During an early-summer window, Prairie Material and Hickory Hills, Ill., contractor J&R 1st in Asphalt Inc. offered RCC pavement options to replace old driveway, parking lot and service area asphalt at Maryhill—one of the Archdiocese of Chicago’s 46 Catholic Cemeteries properties. An initial placement involved 4,000 sq. ft. of inconspicuous pavement at the rear of the facility’s maintenance shop. It consisted of conventional, two-layer RCC with rougher surface prone to superficial crazing, but density characteristics assuring long service life in the face of vehicle loads and Upper Midwest freeze-thaw cycles.

Catholic Cemeteries and Arlington Heights, Ill., civil engineer Ament Design approved a Prairie and J&R-proposed demonstration for the second placement: A more prominent shop area with power-troweled, broom-finished pavement, its top 1/4 in. hardened and densified with RCC Surface Pro. Finish quality compelled the decision to maintain the new specification for two subsequent pavement sections under the Prairie and J&R contract, totaling 54,000 sq. ft.

Conventional RCC pavement (vibratory and static roller drum pass only) was placed at the back of the maintenance facility. Results from the first troweled/RCC Surface Pro placement (foreground) drove subsequent specifications for more prominent, higher traffic areas.
Conventional RCC pavement (vibratory and static roller drum pass only) was placed at the back of the maintenance facility. Results from the first troweled/RCC Surface Pro placement (foreground) drove subsequent specifications for more prominent, higher traffic areas.

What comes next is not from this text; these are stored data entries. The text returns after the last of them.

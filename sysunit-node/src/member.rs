//! Cluster member registry kept by the master.

use std::fmt;
use std::sync::{Arc, Mutex, MutexGuard, PoisonError};
use sysunit_types::MemberId;

use crate::dispatcher::Dispatcher;

/// A discovered member and the dispatcher that reaches it.
#[derive(Clone)]
pub struct Member {
    /// Member identity (its reply-to destination name).
    pub id: MemberId,
    /// Dispatcher bound to the member's reply-to destination.
    pub dispatcher: Arc<dyn Dispatcher>,
}

impl fmt::Debug for Member {
    fn fmt(&self, f: &mut fmt::Formatter<'_>) -> fmt::Result {
        f.debug_struct("Member")
            .field("id", &self.id)
            .field("dispatcher", &self.dispatcher)
            .finish()
    }
}

/// Members discovered by a master, in discovery order.
///
/// Written by the master's receive loop, read by the dispatch round. A
/// member registering twice keeps its original position and gets the newer
/// dispatcher.
#[derive(Debug, Default)]
pub struct MemberMap {
    members: Mutex<Vec<Member>>,
}

impl MemberMap {
    /// Create an empty map.
    pub fn new() -> Self {
        Self::default()
    }

    fn members(&self) -> MutexGuard<'_, Vec<Member>> {
        self.members.lock().unwrap_or_else(PoisonError::into_inner)
    }

    /// Add or replace a member. Returns `true` if the member is new.
    pub fn insert(&self, id: MemberId, dispatcher: Arc<dyn Dispatcher>) -> bool {
        let mut members = self.members();
        match members.iter_mut().find(|m| m.id == id) {
            Some(existing) => {
                existing.dispatcher = dispatcher;
                false
            }
            None => {
                members.push(Member { id, dispatcher });
                true
            }
        }
    }

    /// Copy of the current members in discovery order.
    ///
    /// Later inserts do not affect a snapshot already taken.
    pub fn snapshot(&self) -> Vec<Member> {
        self.members().clone()
    }

    /// Whether `id` is a member.
    pub fn contains(&self, id: &MemberId) -> bool {
        self.members().iter().any(|m| &m.id == id)
    }

    /// Number of members.
    pub fn len(&self) -> usize {
        self.members().len()
    }

    /// Whether there are no members.
    pub fn is_empty(&self) -> bool {
        self.members().is_empty()
    }

    /// Forget every member.
    pub fn clear(&self) {
        self.members().clear();
    }
}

Catholic Cemeteries staff will monitor Maryhill maintenance shop slab performance with an eye toward broader use of troweled RCC throughout northern Illinois properties, which encompass 100-plus miles of lighter duty, primarily asphalt roads. The organization has enlisted Prairie Material and J&R to deliver broom-finished RCC for a section of road at Resurrection Cemetery in Justice, Ill.

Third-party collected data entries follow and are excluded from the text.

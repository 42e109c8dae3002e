//! Error types for SysUnit wire encoding.

use thiserror::Error;

/// Errors that can occur while encoding or decoding commands.
#[derive(Debug, Error)]
pub enum CodecError {
    /// MessagePack serialization failed
    #[error("serialization failed: {0}")]
    Serialization(#[source] rmp_serde::encode::Error),

    /// MessagePack deserialization failed
    #[error("deserialization failed: {0}")]
    Deserialization(#[source] rmp_serde::decode::Error),
}
//! Identity types for SysUnit.

use serde::{Deserialize, Serialize};
use std::fmt;

/// Identifier of a test bean, unique within one test case.
///
/// This is the name the bean's factory was registered under.
#[derive(Clone, PartialEq, Eq, PartialOrd, Ord, Hash, Serialize, Deserialize)]
pub struct TBeanId(String);

impl TBeanId {
    /// Create a TBeanId from a name.
    pub fn new(name: impl Into<String>) -> Self {
        Self(name.into())
    }

    /// Get the id as a string slice.
    pub fn as_str(&self) -> &str {
        &self.0
    }
}

impl fmt::Display for TBeanId {
    fn fmt(&self, f: &mut fmt::Formatter<'_>) -> fmt::Result {
        f.write_str(&self.0)
    }
}

impl fmt::Debug for TBeanId {
    fn fmt(&self, f: &mut fmt::Formatter<'_>) -> fmt::Result {
        write!(f, "TBeanId({})", self.0)
    }
}

impl From<&str> for TBeanId {
    fn from(name: &str) -> Self {
        Self::new(name)
    }
}

impl From<String> for TBeanId {
    fn from(name: String) -> Self {
        Self(name)
    }
}

impl PartialEq<str> for TBeanId {
    fn eq(&self, other: &str) -> bool {
        self.0 == other
    }
}

impl PartialEq<&str> for TBeanId {
    fn eq(&self, other: &&str) -> bool {
        self.0 == *other
    }
}

/// Identifier of a cluster member (a slave node).
///
/// A member is identified by the name of its reply-to destination, so two
/// replies from the same node always map to the same member.
#[derive(Clone, PartialEq, Eq, PartialOrd, Ord, Hash, Serialize, Deserialize)]
pub struct MemberId(String);

impl MemberId {
    /// Create a MemberId from a name.
    pub fn new(name: impl Into<String>) -> Self {
        Self(name.into())
    }

    /// Get the id as a string slice.
    pub fn as_str(&self) -> &str {
        &self.0
    }
}

impl fmt::Display for MemberId {
    fn fmt(&self, f: &mut fmt::Formatter<'_>) -> fmt::Result {
        f.write_str(&self.0)
    }
}

impl fmt::Debug for MemberId {
    fn fmt(&self, f: &mut fmt::Formatter<'_>) -> fmt::Result {
        let short = self.0.get(..8).unwrap_or(&self.0);
        write!(f, "MemberId({})", short)
    }
}

impl From<&str> for MemberId {
    fn from(name: &str) -> Self {
        Self::new(name)
    }
}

The Catholic Cemeteries’ contracts join an RCC pavement roster Prairie has built since 2009, with this year’s volume reaching 40,000-plus yd. The producer has promoted RCC for a) heavy industrial pavements, where surface aesthetics or smoothness are secondary to load-bearing; and, b) municipal projects, where agencies typically call for an asphalt wear course over a 5 or 6 in. RCC base.

J&R 1st in Asphalt teamed with Prairie Material from the outset to convert the Maryhill maintenance shop pavement. “The contractor has embraced the RCC concept and aggressively worked with us to move several of clients from asphalt to RCC,” notes Theron Tobolski.

In advance of Maryhill slab troweling and floating, he pointed J&R crews to a recently established RCC pavement practice: Placement of water-soaked cotton blankets along lift or layer edges considered fresh joints. Standard in Illinois Department of Transportation concrete bridge deck curing specifications, the blankets maintain moisture levels critical to proper RCC base and top lift conditions. By eliminating edge drying, contractors gain efficiency in longer paving trains and drum roller passes.

“One of the hardest things in RCC mix and asphalt paving is to blend fresh joints in a timely manner so they don’t ravel. I recommended a contractor on a previous RCC project use wet burlap on the fresh joints to keep them from drying out,” Tobolski recalls. “The contractor agreed with the concept but used cotton blankets. The process gave crews the ability to pave longer lanes and noticeably raised fresh joint density.”

As demonstrated during the Maryhill Cemetery maintenance shop placement, RCC Surface Pro
As demonstrated during the Maryhill Cemetery maintenance shop placement, RCC Surface Pro is generously applied to a top RCC layer or lift shortly after a final drum roller pass. Upon troweling, the agent imparts an optimally thin paste, ready for smooth float or broom brush. RCC properties necessitate the use of trowel pans versus blades. The four-day Maryhill project demonstrates for owner Catholic Cemeteries—plus a growing pool of public and private accounts to whom Prairie Material is presenting the RCC pavement option—how engineers and contractors can sidestep an asphalt wear course thanks to the performance and surface characteristics of slabs finished with RCC Surface Pro.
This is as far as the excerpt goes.